HANOI - Sports administrators hailed the "bright future" ahead for Singapore sport after the showing by its athletes at the SEA Games, with over a third of the 161 medals garnered claimed by debutants.
In a press conference at the Hyatt Regency Hotel on Sunday (May 22) wrapping up the contingent's performance in the Vietnamese capital, Singapore Sport Institute chief Su Chun Wei said: "Team Singapore has done well, we are proud of what we have achieved.
"We want Team Singapore to not be satisfied with whatever achievements, and must always aim to do better. So I must say, yes we have met our targets and expectations in our internal projections."
He however, declined to reveal what that figure was.
The contingent of 424 athletes across 33 sports, clinched 47 gold, 46 silver and 71 bronze medals, after events concluded on the last day of action on Sunday.
Badminton world champion Loh Kean Yew had to settle for silver for the second straight Games, after losing tamely 21-13, 21-13 to Thai world No. 18 Kunlavut Vitidsarn. He was aiming to become the first Singaporean champion since Wong Shoon Keat in 1983.
Regardless, the total haul so far is already Singapore's third-best showing at an away SEA Games, behind only Kuala Lumpur (58 golds) in 2017 and the Philippines (53) in 2019, both of which featured a significantly larger contingent of athletes.
Singapore's athletes also set five Games records, 16 national marks, and 41 personal bests, as the Republic currently ranks fifth as host nation Vietnam tops the overall medal table.
Swimmer Quah Jing Wen, 21, was the best individual performer with six gold medals, while 18-year-old teammate Gan Ching Hwee claimed five of her own.
Their contributions helped Singapore mine 21 gold, 11 silvers and 12 bronze medals in swimming as they finished the top nation in their sport, as did fencing (6-4-5) and bowling (3-1-3).
Pencak silat was also highlighted for its best showing at the biennial Games with a 4-3-4 return, while athletics took home 11 medals (1-3-7) for their best tally since 1993.

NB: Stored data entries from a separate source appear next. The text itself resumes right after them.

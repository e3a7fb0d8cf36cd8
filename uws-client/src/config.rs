//! Connection configuration
//!
//! Where the UWS service lives and how to authenticate against it.

use std::time::Duration;

use crate::error::{ClientError, Result};

/// Default request timeout. Long-poll waits should stay below it.
const DEFAULT_TIMEOUT: Duration = Duration::from_secs(30);

/// Settings for connecting to a UWS service
#[derive(Debug, Clone, PartialEq, Eq)]
pub struct ServerConfig {
    /// Base URL of the job list (e.g., "https://example.com/tap/async")
    pub url: String,

    /// Basic auth user
    pub user: Option<String>,

    /// Basic auth password
    pub password: Option<String>,

    /// Timeout applied to every request
    pub timeout: Duration,
}

impl ServerConfig {
    /// Creates a configuration without credentials
    pub fn new(url: impl Into<String>) -> Self {
        Self {
            url: url.into(),
            user: None,
            password: None,
            timeout: DEFAULT_TIMEOUT,
        }
    }

    /// Creates configuration from environment variables
    ///
    /// Expected environment variables:
    /// - UWS_URL (required)
    /// - UWS_USER (optional)
    /// - UWS_PASSWORD (optional, required with UWS_USER)
    /// - UWS_TIMEOUT (optional, seconds, default: 30)
    pub fn from_env() -> Result<Self> {
        let url = std::env::var("UWS_URL").map_err(|_| {
            ClientError::InvalidConfig("UWS_URL environment variable not set".to_string())
        })?;

        let timeout = std::env::var("UWS_TIMEOUT")
            .ok()
            .and_then(|s| s.parse::<u64>().ok())
            .map(Duration::from_secs)
            .unwrap_or(DEFAULT_TIMEOUT);

        Ok(Self {
            url,
            user: std::env::var("UWS_USER").ok(),
            password: std::env::var("UWS_PASSWORD").ok(),
            timeout,
        })
    }

    pub fn with_credentials(mut self, user: impl Into<String>, password: impl Into<String>) -> Self {
        self.user = Some(user.into());
        self.password = Some(password.into());
        self
    }

    pub fn with_timeout(mut self, timeout: Duration) -> Self {
        self.timeout = timeout;
        self
    }

    /// The `(user, password)` pair, when both are set
    pub fn credentials(&self) -> Option<(&str, &str)> {
        match (self.user.as_deref(), self.password.as_deref()) {
            (Some(user), Some(password)) => Some((user, password)),
            _ => None,
        }
    }

    /// Validates the configuration
    pub fn validate(&self) -> Result<()> {
        let invalid = |message: &str| -> Result<()> {
            Err(ClientError::InvalidConfig(message.to_string()))
        };

        if self.url.is_empty() {
            return invalid("url cannot be empty");
        }

        if !self.url.starts_with("http://") && !self.url.starts_with("https://") {
            return invalid("url must start with http:// or https://");
        }

        if self.user.is_some() != self.password.is_some() {
            return invalid("user and password must be given together");
        }

        if self.timeout.is_zero() {
            return invalid("timeout must be greater than 0");
        }

        Ok(())
    }
}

Su was pleased by Singapore's 245 debutants - of 57 per cent of the contingent - and singled out Kimberly Ong (wushu), Letitia Sim (swimming) and Elle Koh (fencing) as standouts.
He added: "More than half our contingent our debutants and we know (they) have done well.

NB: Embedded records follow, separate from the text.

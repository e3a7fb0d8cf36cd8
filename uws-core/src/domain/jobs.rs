//! Job list domain types
//!
//! The job-list endpoint returns summaries (`jobref` elements), not full jobs.
//! Phase values in a list are kept exactly as the server sent them, so a
//! newer server's phases do not break listing.

use roxmltree::Node;
use serde::{Deserialize, Serialize};
use std::fmt;
use tracing::{debug, warn};

use crate::domain::phase::{self, Phase};
use crate::domain::reference::Reference;
use crate::error::{Result, UwsError};
use crate::xml::{self, ElementResolver, Fields, UwsElement, UwsNamespace};

/// One page of the job list
#[derive(Debug, Clone, PartialEq, Eq, Serialize, Deserialize)]
pub struct Jobs {
    pub version: String,
    pub job_refs: Vec<JobRef>,
}

/// Summary entry for a job in a list
#[derive(Debug, Clone, PartialEq, Eq, Serialize, Deserialize)]
pub struct JobRef {
    pub id: String,
    /// Phase names as reported, normally exactly one
    pub phases: Vec<String>,
    pub reference: Reference,
    pub run_id: Option<String>,
    pub owner_id: Option<String>,
    pub creation_time: Option<String>,
}

impl Jobs {
    /// An empty list
    pub fn new() -> Self {
        Self {
            version: xml::DEFAULT_VERSION.to_string(),
            job_refs: Vec::new(),
        }
    }

    /// Parse a job-list document
    ///
    /// # Errors
    /// `ProtocolMismatch` for a document outside the UWS (or xlink) namespace,
    /// `MalformedElement` for a `jobref` without id or hyperlink.
    pub fn parse(xml: impl AsRef<[u8]>) -> Result<Self> {
        let text = xml::decode(xml.as_ref())?;
        let doc = xml::parse_document(text)?;
        let root = doc.root_element();
        let ns = UwsNamespace::resolve(root)?;

        let job_refs = Fields::new(root, &ns)
            .children(UwsElement::JobRef)
            .map(|node| JobRef::from_xml(node, &ns))
            .collect::<Result<Vec<_>>>()?;

        let jobs = Self {
            version: xml::version_of(root),
            job_refs,
        };
        debug!(
            "Parsed job list (version {}, {} job(s))",
            jobs.version,
            jobs.job_refs.len()
        );

        Ok(jobs)
    }

    pub fn add_job(&mut self, job_ref: JobRef) {
        self.job_refs.push(job_ref);
    }

    /// Add an entry with a simple link to `href`
    pub fn add(
        &mut self,
        id: impl Into<String>,
        href: impl Into<String>,
        phase: Phase,
    ) -> Result<()> {
        let job_ref = JobRef::new(id, vec![phase], Reference::new(href)?)?;
        self.job_refs.push(job_ref);
        Ok(())
    }

    pub fn len(&self) -> usize {
        self.job_refs.len()
    }

    pub fn is_empty(&self) -> bool {
        self.job_refs.is_empty()
    }

    pub fn iter(&self) -> std::slice::Iter<'_, JobRef> {
        self.job_refs.iter()
    }
}

impl Default for Jobs {
    fn default() -> Self {
        Self::new()
    }
}

impl<'a> IntoIterator for &'a Jobs {
    type Item = &'a JobRef;
    type IntoIter = std::slice::Iter<'a, JobRef>;

    fn into_iter(self) -> Self::IntoIter {
        self.job_refs.iter()
    }
}

impl fmt::Display for Jobs {
    fn fmt(&self, f: &mut fmt::Formatter<'_>) -> fmt::Result {
        for job_ref in &self.job_refs {
            writeln!(f, "{}", job_ref)?;
        }
        Ok(())
    }
}

impl JobRef {
    /// Build an entry from known values
    ///
    /// # Errors
    /// `InvalidArgument` for an empty id or an empty phase list.
    pub fn new(
        id: impl Into<String>,
        phases: impl IntoIterator<Item = Phase>,
        reference: Reference,
    ) -> Result<Self> {
        let id = id.into();
        let phases: Vec<String> = phases.into_iter().map(|p| p.to_string()).collect();

        if id.is_empty() {
            return Err(UwsError::InvalidArgument("jobref id cannot be empty".to_string()));
        }
        if phases.is_empty() {
            return Err(UwsError::InvalidArgument(format!(
                "jobref '{}' needs at least one phase",
                id
            )));
        }

        Ok(Self {
            id,
            phases,
            reference,
            run_id: None,
            owner_id: None,
            creation_time: None,
        })
    }

    /// Read a `jobref` element
    pub fn from_xml(node: Node<'_, '_>, resolver: &dyn ElementResolver) -> Result<Self> {
        let fields = Fields::new(node, resolver);

        let id = node
            .attribute("id")
            .ok_or_else(|| UwsError::malformed(xml::tag_of(node), "jobref without id"))?
            .to_string();

        let phases: Vec<String> = fields
            .children(UwsElement::Phase)
            .filter_map(|p| p.text())
            .map(|p| p.trim().to_string())
            .collect();
        for unknown in phases.iter().filter(|p| !phase::is_legal(p)) {
            warn!("Job {} reports unrecognised phase '{}'", id, unknown);
        }

        // UWS 1.0 carries these as attributes, 1.1 as child elements
        let run_id = attribute_or_child(node, &fields, "runId", UwsElement::RunId);
        let owner_id = attribute_or_child(node, &fields, "ownerId", UwsElement::OwnerId);
        let creation_time =
            attribute_or_child(node, &fields, "creationTime", UwsElement::CreationTime);

        Ok(Self {
            reference: Reference::from_xml(node)?,
            id,
            phases,
            run_id,
            owner_id,
            creation_time,
        })
    }

    /// Parse a document whose root is a single `jobref`
    pub fn parse(xml: impl AsRef<[u8]>) -> Result<Self> {
        let text = xml::decode(xml.as_ref())?;
        let doc = xml::parse_document(text)?;
        let root = doc.root_element();
        let ns = UwsNamespace::resolve(root)?;

        Self::from_xml(root, &ns)
    }

    /// First reported phase name
    pub fn phase(&self) -> Option<&str> {
        self.phases.first().map(String::as_str)
    }

    /// First reported phase, if it is one this crate knows
    pub fn known_phase(&self) -> Option<Phase> {
        self.phase().and_then(|p| p.parse().ok())
    }

    /// Overwrite the locally held phase
    ///
    /// Local bookkeeping only: the server is not contacted and a later
    /// fetch may report something else.
    pub fn set_phase(&mut self, phase: Phase) {
        self.phases = vec![phase.to_string()];
    }
}

fn attribute_or_child(
    node: Node<'_, '_>,
    fields: &Fields<'_, '_>,
    attribute: &str,
    element: UwsElement,
) -> Option<String> {
    node.attribute(attribute)
        .map(str::to_string)
        .or_else(|| fields.optional(element))
}

impl fmt::Display for JobRef {
    fn fmt(&self, f: &mut fmt::Formatter<'_>) -> fmt::Result {
        write!(f, "Job '{}' in phase '{}'", self.id, self.phases.join(", "))?;
        if let Some(created) = &self.creation_time {
            write!(f, " created at '{}'", created)?;
        }
        write!(f, " - {}", self.reference)
    }
}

"This is a testament to the ability of the Singapore high-performance system to regenerate and to have a new cohort of athletes coming up to do us proud."
Su did name several sports - volleyball, basketball, handball and rowing - that leave Hanoi empty-handed and said they "require reflection" on where they can improve and how.
"Some of these sports have come, tried their best and come short... They have a lot to reflect, go back, regroup and determine to do very much better," he said.
"We are committed to work with them and make sure that (up) is the only trajectory we aim for them."
On the men's Under-23 football team, which suffered a fourth straight group stage exit, Su said the team showed "gutsy, gritty" performances.
"I think this is a good start to bigger, better things, and we should get behind the (team)" he said.